Let Slip the Dogs of War
So, with THE BIG KAHN a month from dropping in your hot little hands, I thought I’d duck in here and tease my third NBM book a little, currently titled “AMERICAN CAESAR.”
It’s interesting; BIG KAHN was written before BROWNSVILLE, my first book, and CAESAR was actually penned even before that, but as both a stage play and graphic novel. At the time, I was involved in a local theatre troupe on the Upper East Side where we took the Bard’s more popular works (as well as a few Chekovs and Dickens…es) and reimagined them for various genres and time periods, much like many film versions of old Will’s plays and passages. We set “Midsummmer Night’s Dream” in Central Park, “Macbeth” in Peron’s Argentina, “Romeo and Juliet” in a trailer park, “Merchant of Venice” in 1945 Poland, and “Merry Wives of Windsor” in a seventies-Three’s Company style suburban sitcom.

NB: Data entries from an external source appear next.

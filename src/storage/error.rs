use std::path::PathBuf;

use thiserror::Error;

use crate::object_store::{ObjectLocation, RemoteFailure};

/// Errors that can occur in storage engine operations.
///
/// None of these are retried internally; each ends the operation in progress.
#[derive(Debug, Error)]
pub enum StorageError {
    #[error("file pointer already open: {filename}")]
    AlreadyOpen { filename: String },

    #[error("no open file pointer")]
    NoOpenHandle,

    #[error("the file {location} does not exist")]
    NotFound { location: String },

    #[error("the file {} is not writable", path.display())]
    NotWritable { path: PathBuf },

    #[error("the directory {} does not exist", path.display())]
    DirectoryMissing { path: PathBuf },

    #[error("cannot open file {}: {source}", path.display())]
    OpenFailed {
        path: PathBuf,
        source: std::io::Error,
    },

    #[error("zero bytes written to file {filename} ({written} of {expected} bytes written)")]
    ShortWrite {
        filename: String,
        written: usize,
        expected: usize,
    },

    #[error("unable to upload {location} => {failure}")]
    UploadFailed {
        location: ObjectLocation,
        failure: RemoteFailure,
    },

    #[error("unable to download {location} => {failure}")]
    DownloadFailed {
        location: ObjectLocation,
        failure: RemoteFailure,
    },

    #[error("unable to copy {from} to {to} => {failure}")]
    CopyFailed {
        from: ObjectLocation,
        to: ObjectLocation,
        failure: RemoteFailure,
    },

    #[error("unable to remove {location} => {failure}")]
    DeleteFailed {
        location: ObjectLocation,
        failure: RemoteFailure,
    },

    #[error("no such option: {0}")]
    UnknownOption(String),

    #[error("invalid option '{key}': {message}")]
    InvalidOption { key: String, message: String },

    #[error("invalid path '{0}'")]
    InvalidPath(String),

    #[error("invalid open mode '{0}'")]
    InvalidMode(String),

    #[error("I/O error on {}: {source}", path.display())]
    Io {
        path: PathBuf,
        source: std::io::Error,
    },
}

impl StorageError {
    pub(crate) fn io(path: impl Into<PathBuf>, source: std::io::Error) -> Self {
        StorageError::Io {
            path: path.into(),
            source,
        }
    }

    pub(crate) fn not_found(location: impl ToString) -> Self {
        StorageError::NotFound {
            location: location.to_string(),
        }
    }
}

/// Result type for storage operations.
pub type Result<T> = std::result::Result<T, StorageError>;
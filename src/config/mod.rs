//! Configuration module.

mod config_helper;
mod read_config;
mod types;

pub use config_helper::{ConfigHelper, ResolvedS3Settings};
pub use read_config::{ConfigError, ConfigResult, ConfigSource, read_config};
pub use types::{CacheConfig, Config, S3Config, S3Settings, StorageConfig};
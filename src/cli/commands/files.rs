//! Commands that read or write file contents.

use clap::Args;
use serde::Serialize;

use crate::cli::args::parse_ascii_byte;
use crate::cli::{CliError, CommandContext, InputSource, OutputSink, Result};
use crate::storage::{OpenMode, RecordFormat, StorageEngine};

const READ_CHUNK_SIZE: usize = 64 * 1024;

// =============================================================================
// Cat
// =============================================================================

/// Arguments for the cat command.
#[derive(Args, Debug)]
pub struct CatArgs {
    /// File to print.
    pub name: String,

    /// Print only the first N lines.
    #[arg(short = 'n', long)]
    pub lines: Option<usize>,

    /// Fall back to the configured search paths.
    #[arg(long = "search-path")]
    pub search_path: bool,

    #[command(flatten)]
    pub output: OutputSink,
}

impl CatArgs {
    pub async fn run(self, ctx: &CommandContext) -> Result<()> {
        let mut storage = ctx.open_storage().await?;
        let data = self.read(storage.as_mut()).await?;
        self.output.write_bytes(&data).await?;
        Ok(())
    }

    async fn read(&self, storage: &mut dyn StorageEngine) -> Result<Vec<u8>> {
        storage
            .open(&self.name, OpenMode::READ, self.search_path)
            .await?;

        let mut data = Vec::new();
        match self.lines {
            Some(count) => {
                for _ in 0..count {
                    match storage.read_line(None).await? {
                        Some(line) => data.extend_from_slice(&line),
                        None => break,
                    }
                }
            }
            None => loop {
                let chunk = storage.read(READ_CHUNK_SIZE).await?;
                if chunk.is_empty() {
                    break;
                }
                data.extend_from_slice(&chunk);
            },
        }

        storage.close().await?;
        Ok(data)
    }
}

// =============================================================================
// Put
// =============================================================================

/// Arguments for the put command.
#[derive(Args, Debug)]
pub struct PutArgs {
    /// File to write.
    pub name: String,

    /// Content to write. If omitted, reads --input-file or stdin.
    pub value: Option<String>,

    /// Open mode: w (truncate), a (append), x (must not exist), c (create, keep contents).
    #[arg(short, long, default_value = "w")]
    pub mode: OpenMode,

    #[command(flatten)]
    pub input: InputSource,

    #[command(flatten)]
    pub output: OutputSink,
}

#[derive(Debug, Serialize)]
struct PutOutput<'a> {
    name: &'a str,
    bytes: usize,
}

impl PutArgs {
    pub async fn run(self, ctx: &CommandContext) -> Result<()> {
        if !self.mode.can_write() {
            return Err(CliError::Other(format!(
                "mode '{}' does not allow writing",
                self.mode
            )));
        }

        let data = self.input.read_bytes(self.value.as_deref()).await?;

        let mut storage = ctx.open_storage().await?;
        storage.open(&self.name, self.mode, false).await?;
        let written = storage.write(&data).await?;
        storage.close().await?;

        if ctx.json() {
            let output = PutOutput {
                name: &self.name,
                bytes: written,
            };
            self.output.write(&output, true).await?;
        } else {
            self.output
                .write_str(&format!("wrote {} bytes to {}", written, self.name))
                .await?;
        }
        Ok(())
    }
}

// =============================================================================
// Records
// =============================================================================

/// Arguments for the records command.
#[derive(Args, Debug)]
pub struct RecordsArgs {
    /// Delimited file to read.
    pub name: String,

    /// Field delimiter.
    #[arg(short, long, default_value = ",", value_parser = parse_ascii_byte)]
    pub delimiter: u8,

    /// Quote character.
    #[arg(long, default_value = "\"", value_parser = parse_ascii_byte)]
    pub quote: u8,

    /// Escape character inside quoted fields.
    #[arg(long, default_value = "\\", value_parser = parse_ascii_byte, conflicts_with = "no_escape")]
    pub escape: u8,

    /// Disable the escape character.
    #[arg(long = "no-escape")]
    pub no_escape: bool,

    /// Fall back to the configured search paths.
    #[arg(long = "search-path")]
    pub search_path: bool,

    #[command(flatten)]
    pub output: OutputSink,
}

impl RecordsArgs {
    fn format(&self) -> RecordFormat {
        RecordFormat::default()
            .with_delimiter(self.delimiter)
            .with_quote(self.quote)
            .with_escape((!self.no_escape).then_some(self.escape))
    }

    pub async fn run(self, ctx: &CommandContext) -> Result<()> {
        let format = self.format();

        let mut storage = ctx.open_storage().await?;
        storage
            .open(&self.name, OpenMode::READ, self.search_path)
            .await?;
        let mut records = Vec::new();
        while let Some(record) = storage.read_record(&format).await? {
            records.push(record);
        }
        storage.close().await?;

        if ctx.json() {
            self.output.write(&records, true).await?;
        } else {
            let text = records
                .iter()
                .map(|record| record.join("\t"))
                .collect::<Vec<_>>()
                .join("\n");
            self.output.write_str(&text).await?;
        }
        Ok(())
    }
}

#[cfg(test)]
mod tests {
    use super::*;
    use crate::cli::Cli;
    use crate::cli::Command;
    use clap::Parser;

    #[test]
    fn test_records_format_from_args() {
        let cli = Cli::try_parse_from([
            "stow",
            "records",
            "data.tsv",
            "--delimiter",
            "tab",
            "--no-escape",
        ])
        .unwrap();
        let Command::Records(args) = cli.command else {
            panic!("expected records command");
        };

        assert_eq!(
            args.format(),
            RecordFormat {
                delimiter: b'\t',
                quote: b'"',
                escape: None,
            }
        );
    }

    #[test]
    fn test_put_mode_parsing() {
        let cli = Cli::try_parse_from(["stow", "put", "log.txt", "line", "--mode", "a"]).unwrap();
        let Command::Put(args) = cli.command else {
            panic!("expected put command");
        };
        assert_eq!(args.mode, OpenMode::APPEND);

        assert!(Cli::try_parse_from(["stow", "put", "log.txt", "--mode", "q"]).is_err());
    }
}
//! Command context for CLI commands.
//!
//! Loads the configuration once and resolves which storage a command runs
//! against.

use thiserror::Error;
use tracing::{debug, warn};

use crate::cli::GlobalArgs;
use crate::config::{ConfigError, ConfigHelper, read_config};
use crate::storage::{
    CreateStorageError, RemoteStorage, StorageEngine, create_remote_storage, create_storage,
};

/// Storage used when `--storage` is not given.
pub const DEFAULT_STORAGE_NAME: &str = "default";

// =============================================================================
// Error Types
// =============================================================================

/// Errors that can occur during command context creation.
#[derive(Debug, Error)]
pub enum CommandContextError {
    /// No storage was specified and no default storage is configured.
    #[error("storage is required: pass --storage or configure [storage.default]")]
    StorageRequired,

    /// Configuration error.
    #[error("configuration error: {0}")]
    Config(#[from] ConfigError),

    /// Storage creation error.
    #[error("{0}")]
    CreateStorage(#[from] CreateStorageError),
}

/// Result type for command context operations.
pub type Result<T> = std::result::Result<T, CommandContextError>;

// =============================================================================
// CommandContext
// =============================================================================

/// Resolved context shared by every command.
pub struct CommandContext {
    config: ConfigHelper,
    storage_spec: Option<String>,
    json: bool,
}

impl CommandContext {
    /// Read the configuration named by the global arguments.
    pub fn new(global: &GlobalArgs) -> Result<Self> {
        let result = read_config(&global.to_config_source())?;
        for warning in &result.warnings {
            warn!("{}", warning);
        }

        Ok(Self::from_config(
            ConfigHelper::new(result.config),
            global.storage.clone(),
            global.json,
        ))
    }

    pub fn from_config(config: ConfigHelper, storage_spec: Option<String>, json: bool) -> Self {
        Self {
            config,
            storage_spec,
            json,
        }
    }

    pub fn config(&self) -> &ConfigHelper {
        &self.config
    }

    /// Whether output should be JSON.
    pub fn json(&self) -> bool {
        self.json
    }

    /// The storage spec to use: `--storage`, else the configured default.
    pub fn storage_spec(&self) -> Result<&str> {
        match self.storage_spec.as_deref() {
            Some(spec) => Ok(spec),
            None if self.config.get_storage(DEFAULT_STORAGE_NAME).is_some() => {
                Ok(DEFAULT_STORAGE_NAME)
            }
            None => Err(CommandContextError::StorageRequired),
        }
    }

    /// Create the engine the command runs against.
    pub async fn open_storage(&self) -> Result<Box<dyn StorageEngine>> {
        let spec = self.storage_spec()?;
        debug!(spec, "opening storage");
        Ok(create_storage(spec, &self.config).await?)
    }

    /// Create the engine as a remote engine, failing for local specs.
    pub async fn open_remote_storage(&self) -> Result<RemoteStorage> {
        let spec = self.storage_spec()?;
        debug!(spec, "opening remote storage");
        Ok(create_remote_storage(spec, &self.config).await?)
    }
}
//! Resolved engine options.

use std::path::{Path, PathBuf};

use crate::object_store::{AccessPolicy, Credentials, StorageClass};

use super::{Result, StorageError};

const DEFAULT_CREATE_MISSING_DIRECTORIES: bool = true;
const DEFAULT_DIRECTORY_MODE: u32 = 0o777;
const DEFAULT_ACCESS_POLICY: AccessPolicy = AccessPolicy::PublicRead;
const DEFAULT_STORAGE_CLASS: StorageClass = StorageClass::Standard;
const DEFAULT_CACHE_DIRNAME: &str = "stowage-cache";

/// Options for a storage engine.
///
/// Every field is optional while options are being assembled. Engines merge
/// the caller's options over their defaults once, at construction, with
/// [`StorageOptions::merged_over`]. Reading an option that was neither
/// supplied nor defaulted fails with `UnknownOption`.
#[derive(Debug, Clone, Default, PartialEq)]
pub struct StorageOptions {
    /// Directory holding the files of a local engine, or the cache tier of a
    /// remote engine.
    pub base_path: Option<PathBuf>,
    /// Key prefix under which a remote engine stores objects.
    pub remote_base_path: Option<String>,
    /// Create missing parent directories when writing.
    pub create_missing_directories: Option<bool>,
    /// Permission bits for created directories.
    pub directory_mode: Option<u32>,
    pub access_policy: Option<AccessPolicy>,
    pub storage_class: Option<StorageClass>,
    pub credentials: Option<Credentials>,
    pub bucket: Option<String>,
    /// Extra directories consulted by opens that ask for the search path.
    pub search_paths: Option<Vec<PathBuf>>,
}

impl StorageOptions {
    pub fn new() -> Self {
        Self::default()
    }

    /// Defaults shared by every engine.
    pub fn local_defaults() -> Self {
        Self {
            create_missing_directories: Some(DEFAULT_CREATE_MISSING_DIRECTORIES),
            directory_mode: Some(DEFAULT_DIRECTORY_MODE),
            ..Self::default()
        }
    }

    /// Defaults for a remote engine whose keys live under `remote_base_path`.
    ///
    /// The cache tier defaults to a directory under the system temp dir that
    /// mirrors the remote prefix.
    pub fn remote_defaults(remote_base_path: &str) -> Self {
        Self {
            base_path: Some(default_cache_root().join(remote_base_path)),
            remote_base_path: Some(remote_base_path.to_string()),
            access_policy: Some(DEFAULT_ACCESS_POLICY),
            storage_class: Some(DEFAULT_STORAGE_CLASS),
            ..Self::local_defaults()
        }
    }

    /// Fill every option missing from `self` with the one from `defaults`.
    pub fn merged_over(self, defaults: StorageOptions) -> Self {
        Self {
            base_path: self.base_path.or(defaults.base_path),
            remote_base_path: self.remote_base_path.or(defaults.remote_base_path),
            create_missing_directories: self
                .create_missing_directories
                .or(defaults.create_missing_directories),
            directory_mode: self.directory_mode.or(defaults.directory_mode),
            access_policy: self.access_policy.or(defaults.access_policy),
            storage_class: self.storage_class.or(defaults.storage_class),
            credentials: self.credentials.or(defaults.credentials),
            bucket: self.bucket.or(defaults.bucket),
            search_paths: self.search_paths.or(defaults.search_paths),
        }
    }

    pub fn with_base_path(mut self, base_path: impl Into<PathBuf>) -> Self {
        self.base_path = Some(base_path.into());
        self
    }

    pub fn with_remote_base_path(mut self, prefix: impl Into<String>) -> Self {
        self.remote_base_path = Some(prefix.into());
        self
    }

    pub fn with_create_missing_directories(mut self, create: bool) -> Self {
        self.create_missing_directories = Some(create);
        self
    }

    pub fn with_directory_mode(mut self, mode: u32) -> Self {
        self.directory_mode = Some(mode);
        self
    }

    pub fn with_access_policy(mut self, policy: AccessPolicy) -> Self {
        self.access_policy = Some(policy);
        self
    }

    pub fn with_storage_class(mut self, class: StorageClass) -> Self {
        self.storage_class = Some(class);
        self
    }

    pub fn with_credentials(mut self, credentials: Credentials) -> Self {
        self.credentials = Some(credentials);
        self
    }

    pub fn with_bucket(mut self, bucket: impl Into<String>) -> Self {
        self.bucket = Some(bucket.into());
        self
    }

    pub fn with_search_paths(mut self, paths: Vec<PathBuf>) -> Self {
        self.search_paths = Some(paths);
        self
    }

    // =========================================================================
    // Accessors
    // =========================================================================

    pub fn base_path(&self) -> Result<&Path> {
        self.base_path.as_deref().ok_or_else(|| unknown("base_path"))
    }

    pub fn remote_base_path(&self) -> Result<&str> {
        self.remote_base_path
            .as_deref()
            .ok_or_else(|| unknown("remote_base_path"))
    }

    pub fn create_missing_directories(&self) -> Result<bool> {
        self.create_missing_directories
            .ok_or_else(|| unknown("create_missing_directories"))
    }

    pub fn directory_mode(&self) -> Result<u32> {
        self.directory_mode.ok_or_else(|| unknown("directory_mode"))
    }

    pub fn access_policy(&self) -> Result<AccessPolicy> {
        self.access_policy.ok_or_else(|| unknown("access_policy"))
    }

    pub fn storage_class(&self) -> Result<StorageClass> {
        self.storage_class.ok_or_else(|| unknown("storage_class"))
    }

    pub fn credentials(&self) -> Result<&Credentials> {
        self.credentials.as_ref().ok_or_else(|| unknown("credentials"))
    }

    pub fn bucket(&self) -> Result<&str> {
        self.bucket.as_deref().ok_or_else(|| unknown("bucket"))
    }

    /// Search path directories; none unless configured.
    pub fn search_paths(&self) -> &[PathBuf] {
        self.search_paths.as_deref().unwrap_or_default()
    }
}

fn unknown(key: &str) -> StorageError {
    StorageError::UnknownOption(key.to_string())
}

/// Root of the default cache tier for remote engines.
pub fn default_cache_root() -> PathBuf {
    std::env::temp_dir().join(DEFAULT_CACHE_DIRNAME)
}
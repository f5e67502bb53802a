pub mod config;
pub mod directives;
pub(crate) mod host;
pub mod policy;
mod render;
pub mod source;

pub use config::{CspConfig, CspConfigBuilder};
pub use directives::{Directive, DirectiveSet};
pub use policy::{CspPolicy, CspPolicyBuilder};
pub use source::Source;
use csp_builder::{CspPolicy, HashAlgorithm, Source};
use proptest::prelude::*;

fn host_strategy() -> impl Strategy<Value = String> {
    (
        prop::option::of(prop_oneof![Just("http://"), Just("https://")]),
        prop::bool::ANY,
        "[a-z][a-z0-9]{0,8}",
        prop_oneof![Just("org"), Just("net"), Just("example")],
        prop::option::of(1u16..=65535),
    )
        .prop_map(|(scheme, wildcard, label, tld, port)| {
            let mut host = String::new();
            if let Some(scheme) = scheme {
                host.push_str(scheme);
            }
            if wildcard {
                host.push_str("*.");
            }
            host.push_str(&label);
            host.push('.');
            host.push_str(tld);
            if let Some(port) = port {
                host.push_str(&format!(":{}", port));
            }
            host
        })
}

#[cfg(test)]
mod tests {
    use super::*;

    proptest! {
        #[test]
        fn hex_and_base64_digests_agree(bytes in prop::collection::vec(any::<u8>(), 48)) {
            let hex = hex::encode(&bytes);
            let b64 = base64::Engine::encode(&base64::engine::general_purpose::STANDARD, &bytes);

            let from_hex = HashAlgorithm::Sha384.source(&hex).unwrap();
            let from_b64 = HashAlgorithm::Sha384.source(&b64).unwrap();
            prop_assert_eq!(from_hex, from_b64);
        }

        #[test]
        fn host_sources_are_canonical(host in host_strategy()) {
            let source = Source::parse(&host).unwrap();
            prop_assert_eq!(source.to_string(), host.clone());
            prop_assert_eq!(Source::parse(&host.to_uppercase()).unwrap(), source);
        }

        #[test]
        fn token_insertion_is_idempotent(hosts in prop::collection::vec(host_strategy(), 1..6)) {
            let mut once = CspPolicy::with_default_src("'none'").unwrap();
            for host in &hosts {
                once.add_fetch_policy("connect-src", host).unwrap();
            }

            let mut twice = once.clone();
            for host in &hosts {
                prop_assert!(!twice.add_fetch_policy("connect-src", host).unwrap());
            }
            prop_assert_eq!(once.build_header(), twice.build_header());
        }

        #[test]
        fn rendering_does_not_mutate(hosts in prop::collection::vec(host_strategy(), 0..4)) {
            let mut policy = CspPolicy::with_default_src("'self'").unwrap();
            for host in &hosts {
                policy.add_fetch_policy("frame-src", host).unwrap();
            }
            let before = policy.clone();
            let header = policy.build_header();
            prop_assert_eq!(&policy, &before);
            prop_assert_eq!(policy.to_string(), header);
        }
    }
}
use crate::constants::{HASH_PREFIX_SHA256, HASH_PREFIX_SHA384, HASH_PREFIX_SHA512};
use crate::core::source::Source;
use crate::error::CspError;
use base64::{engine::general_purpose::STANDARD as BASE64, Engine};
use ring::digest::{self, SHA256, SHA384, SHA512};
use std::fmt;

#[derive(Debug, Clone, Copy, PartialEq, Eq, Hash)]
pub enum HashAlgorithm {
    Sha256,
    Sha384,
    Sha512,
}

impl HashAlgorithm {
    #[inline(always)]
    pub fn digest_algorithm(&self) -> &'static digest::Algorithm {
        match self {
            HashAlgorithm::Sha256 => &SHA256,
            HashAlgorithm::Sha384 => &SHA384,
            HashAlgorithm::Sha512 => &SHA512,
        }
    }

    #[inline(always)]
    pub const fn name(&self) -> &'static str {
        match self {
            HashAlgorithm::Sha256 => "sha256",
            HashAlgorithm::Sha384 => "sha384",
            HashAlgorithm::Sha512 => "sha512",
        }
    }

    #[inline(always)]
    pub const fn prefix(&self) -> &'static str {
        match self {
            HashAlgorithm::Sha256 => HASH_PREFIX_SHA256,
            HashAlgorithm::Sha384 => HASH_PREFIX_SHA384,
            HashAlgorithm::Sha512 => HASH_PREFIX_SHA512,
        }
    }

    /// Raw digest size in bytes.
    #[inline(always)]
    pub const fn digest_len(&self) -> usize {
        match self {
            HashAlgorithm::Sha256 => 32,
            HashAlgorithm::Sha384 => 48,
            HashAlgorithm::Sha512 => 64,
        }
    }

    /// Length of the padded standard base64 form of a digest.
    #[inline(always)]
    pub const fn encoded_len(&self) -> usize {
        match self {
            HashAlgorithm::Sha256 => 44,
            HashAlgorithm::Sha384 => 64,
            HashAlgorithm::Sha512 => 88,
        }
    }

    /// Canonicalizes a hex or base64 digest into the padded standard base64
    /// form used inside a `'shaNNN-...'` source.
    ///
    /// A digest made only of hex digits is always decoded as hex. The decoded
    /// digest must be exactly as long as this algorithm's output.
    pub fn canonicalize_digest(&self, digest: &str) -> Result<String, CspError> {
        let digest = digest.trim();
        let bad_hash = || CspError::BadHash(self.name().to_owned());

        let raw = if !digest.is_empty() && digest.bytes().all(|b| b.is_ascii_hexdigit()) {
            hex::decode(digest).map_err(|_| bad_hash())?
        } else {
            let raw = BASE64.decode(digest).map_err(|_| bad_hash())?;
            if BASE64.encode(&raw) != digest {
                return Err(bad_hash());
            }
            raw
        };

        if raw.len() != self.digest_len() {
            return Err(bad_hash());
        }

        Ok(BASE64.encode(raw))
    }

    /// Builds a validated hash source from a hex or base64 digest.
    pub fn source(&self, digest: &str) -> Result<Source, CspError> {
        let value = self.canonicalize_digest(digest)?;
        Ok(Source::Hash {
            algorithm: *self,
            value: value.into(),
        })
    }
}

impl fmt::Display for HashAlgorithm {
    fn fmt(&self, f: &mut fmt::Formatter<'_>) -> fmt::Result {
        f.write_str(self.name())
    }
}

impl TryFrom<&str> for HashAlgorithm {
    type Error = CspError;

    fn try_from(s: &str) -> Result<Self, Self::Error> {
        match s.trim().to_ascii_lowercase().as_str() {
            "sha256" => Ok(HashAlgorithm::Sha256),
            "sha384" => Ok(HashAlgorithm::Sha384),
            "sha512" => Ok(HashAlgorithm::Sha512),
            _ => Err(CspError::BadAlgo(s.to_string())),
        }
    }
}

/// Computes CSP hash sources for inline script and style bodies.
#[derive(Debug)]
pub struct HashGenerator;

impl HashGenerator {
    #[inline]
    pub fn generate(algorithm: HashAlgorithm, data: &[u8]) -> String {
        let digest = digest::digest(algorithm.digest_algorithm(), data);
        BASE64.encode(digest.as_ref())
    }

    #[inline]
    pub fn generate_source(algorithm: HashAlgorithm, data: &[u8]) -> Source {
        let hash = Self::generate(algorithm, data);
        Source::Hash {
            algorithm,
            value: hash.into(),
        }
    }

    #[inline]
    pub fn verify_hash(algorithm: HashAlgorithm, data: &[u8], hash: &str) -> bool {
        match algorithm.canonicalize_digest(hash) {
            Ok(expected) => Self::generate(algorithm, data) == expected,
            Err(_) => false,
        }
    }
}
impl CspPolicyBuilder {
    #[inline]
    pub fn new() -> Self {
        Self {
            policy: CspPolicy::new(),
            error: None,
        }
    }

    pub fn with_default_src(expression: &str) -> Self {
        match CspPolicy::with_default_src(expression) {
            Ok(policy) => Self {
                policy,
                error: None,
            },
            Err(e) => Self {
                policy: CspPolicy::new(),
                error: Some(e),
            },
        }
    }

    fn apply<T>(mut self, step: impl FnOnce(&mut CspPolicy) -> Result<T, CspError>) -> Self {
        if self.error.is_none() {
            if let Err(e) = step(&mut self.policy) {
                self.error = Some(e);
            }
        }
        self
    }

    pub fn fetch(self, directive: Directive, values: &[&str]) -> Self {
        self.apply(|policy| {
            for value in values {
                policy.add_fetch_policy(directive.name(), value)?;
            }
            Ok(())
        })
    }

    #[inline]
    pub fn script_src(self, values: &[&str]) -> Self {
        self.fetch(Directive::ScriptSrc, values)
    }

    #[inline]
    pub fn style_src(self, values: &[&str]) -> Self {
        self.fetch(Directive::StyleSrc, values)
    }

    #[inline]
    pub fn img_src(self, values: &[&str]) -> Self {
        self.fetch(Directive::ImgSrc, values)
    }

    #[inline]
    pub fn connect_src(self, values: &[&str]) -> Self {
        self.fetch(Directive::ConnectSrc, values)
    }

    #[inline]
    pub fn font_src(self, values: &[&str]) -> Self {
        self.fetch(Directive::FontSrc, values)
    }

    #[inline]
    pub fn object_src(self, values: &[&str]) -> Self {
        self.fetch(Directive::ObjectSrc, values)
    }

    #[inline]
    pub fn media_src(self, values: &[&str]) -> Self {
        self.fetch(Directive::MediaSrc, values)
    }

    #[inline]
    pub fn frame_src(self, values: &[&str]) -> Self {
        self.fetch(Directive::FrameSrc, values)
    }

    #[inline]
    pub fn worker_src(self, values: &[&str]) -> Self {
        self.fetch(Directive::WorkerSrc, values)
    }

    #[inline]
    pub fn manifest_src(self, values: &[&str]) -> Self {
        self.fetch(Directive::ManifestSrc, values)
    }

    pub fn copy_default(self, directive: Directive) -> Self {
        self.apply(|policy| policy.copy_default_policy(directive).map(|_| ()))
    }

    pub fn nonce(self, directive: Directive, nonce: &str) -> Self {
        self.apply(|policy| policy.add_nonce(directive, nonce).map(|_| ()))
    }

    pub fn hash(self, directive: Directive, algorithm: &str, digest: &str) -> Self {
        self.apply(|policy| policy.add_hash(directive, algorithm, digest).map(|_| ()))
    }

    pub fn base_uri(self, raw: &str) -> Self {
        self.apply(|policy| policy.set_base_uri(raw).map(|_| ()))
    }

    pub fn form_action(self, raw: &str) -> Self {
        self.apply(|policy| policy.set_form_action(raw).map(|_| ()))
    }

    pub fn frame_ancestors(self, raw: &str) -> Self {
        self.apply(|policy| policy.set_frame_ancestors(raw).map(|_| ()))
    }

    pub fn plugin_types(self, mime: &str) -> Self {
        self.apply(|policy| policy.set_plugin_types(mime).map(|_| ()))
    }

    pub fn sandbox(self, flags: &[&str]) -> Self {
        self.apply(|policy| {
            policy.enable_sandbox();
            for flag in flags {
                policy.set_sandbox(flag)?;
            }
            Ok(())
        })
    }

    pub fn report_uri(self, uri: &str) -> Self {
        self.apply(|policy| {
            let report_only = policy.is_report_only();
            policy.set_report_uri(uri, report_only).map(|_| ())
        })
    }

    #[inline]
    pub fn report_only(mut self, enabled: bool) -> Self {
        self.policy.set_report_only(enabled);
        self
    }

    pub fn build(self) -> Result<CspPolicy, CspError> {
        match self.error {
            Some(e) => Err(e),
            None => Ok(self.policy),
        }
    }
}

Oh, we also did a mafia version of “Julius Caesar,” my favorite Shakespearean play, in which I portrayed a Silvio Dantesque mob capo who survives the gunplay and helps icepick Cicero in a strip club. Classy.
But I’d always wanted to do Caesar a different way—to me, the intrigue, backstabbing, ambition and greed of the Roman Senate always set me in the mind of Gordon Gecko, Wall Street, the end of the 1980s/beginning of the Nineties and all that corporate America represents. Julius—I’m sorry, JULIAN—Caesar, captain of industry, backstabbed by the bloodthirsty young executives desperate to climb the corporate ladder. How could I resist?
But a play or a comic? Tread the boards or fill the panels? In the end, I wrote it both ways.
In 2005, I was fortunate to hook up with another production company that wanted to workshop the play and after three months of sets, planning, costumes and rehearsals, AMERICAN CAESAR ran for a week at the Second Stage theatre to good reviews.
But a lot of the play had to be edited for technical reasons: on stage, we could only shatter a window so many times. We couldn’t use the technical morays involved with the presentation of Caesar’s ghost. And truthfully, the director cut out alot of my story for her own vision, casting aside scenes and conversations that wouldn’t play on stage that might on paper.
And so, to Rome.
Presently, I’m working through my second redraft of the 128 page graphic novel and while we’re making offers to a few artists, we’re stilling casting about for my collaborator. We’re hoping to have this one out next year, but it truly depends on timing, schedules and the like… but here’s a quick peek at a page:
Page 44 (5 PANELS)
Caesar turns to the table, explaining his position.
CAESAR: MALCOLM SILVER MISHANDLED DECIUS SOFTWARE; ROME LOST A FORTY-FIVE MILLION DOLLAR COMPANY TO MICROSOFT AND THOUSANDS OF JOBS WITH IT.
CAESAR: IT WAS A BUSINESS DECISION, MICHAEL, AND HAD TO BE MADE.
DAVIS (OP): THE DEADLINE WAS TIGHT, JULIAN, AND THEIR BUDGET WAS –
Caesar turns to Davis and BREUER, who are pleading. He points a finger, adamant. Cassius has his head down, staring at his lap.
CAESAR: NONE OF MY CONCERN. THAT’S SOMETHING HE SHOULD HAVE CONSIDERED.
CAESAR: I WON’T BE SWAYED ON THIS. KEEP IT UP, MICHAEL, AND YOU’LL JOIN YOUR BROTHER AT THE UNEMPLOYMENT OFFICE.
Close on a pissed Silver, hands cleched, white-knuckled.
SILVER: AND IS THAT THE SORT OF TYRANNY WE SHOULD EXPECT FROM NOW ON?
CAESAR (OP): TYRANNY?
Caesar leans in to Silver, getting in his face. Silver rises a little – they are facing off with one another.
CAESAR: THAT’S LEADERSHIP! MAKING HARD DECISIONS IS NO EASY TASK, BUT I MAKE THEM FOR THE SAKE OF THE COMPANY. HOW ELSE WILL ROME SURVIVE?
SILVER: SO LET’S BE CLEAR. THE POLICY IS ZERO TOLERANCE? FAIL, CHEAT, STEAL AND YOU’RE OUT?
Caesar pulls away, collecting himself.
CAESAR: ABSOLUTELY. EXCEPTIONS LEAD TO PRECEDENTS AND THAT LEADS TO ANARCHY. ROME WASN’T BUILT IN A DAY; YOU CAN BE DAMN SURE I WON’T LET IT FALL IN A WEEK.
DAVIS (OP): BUT JULIAN, SURELY YOU -
CAESAR: I SAID ENOUGH, DAVIS.
Neil Kleid’s AMERICAN CAESAR. Coming from NBM Publishing in the near future.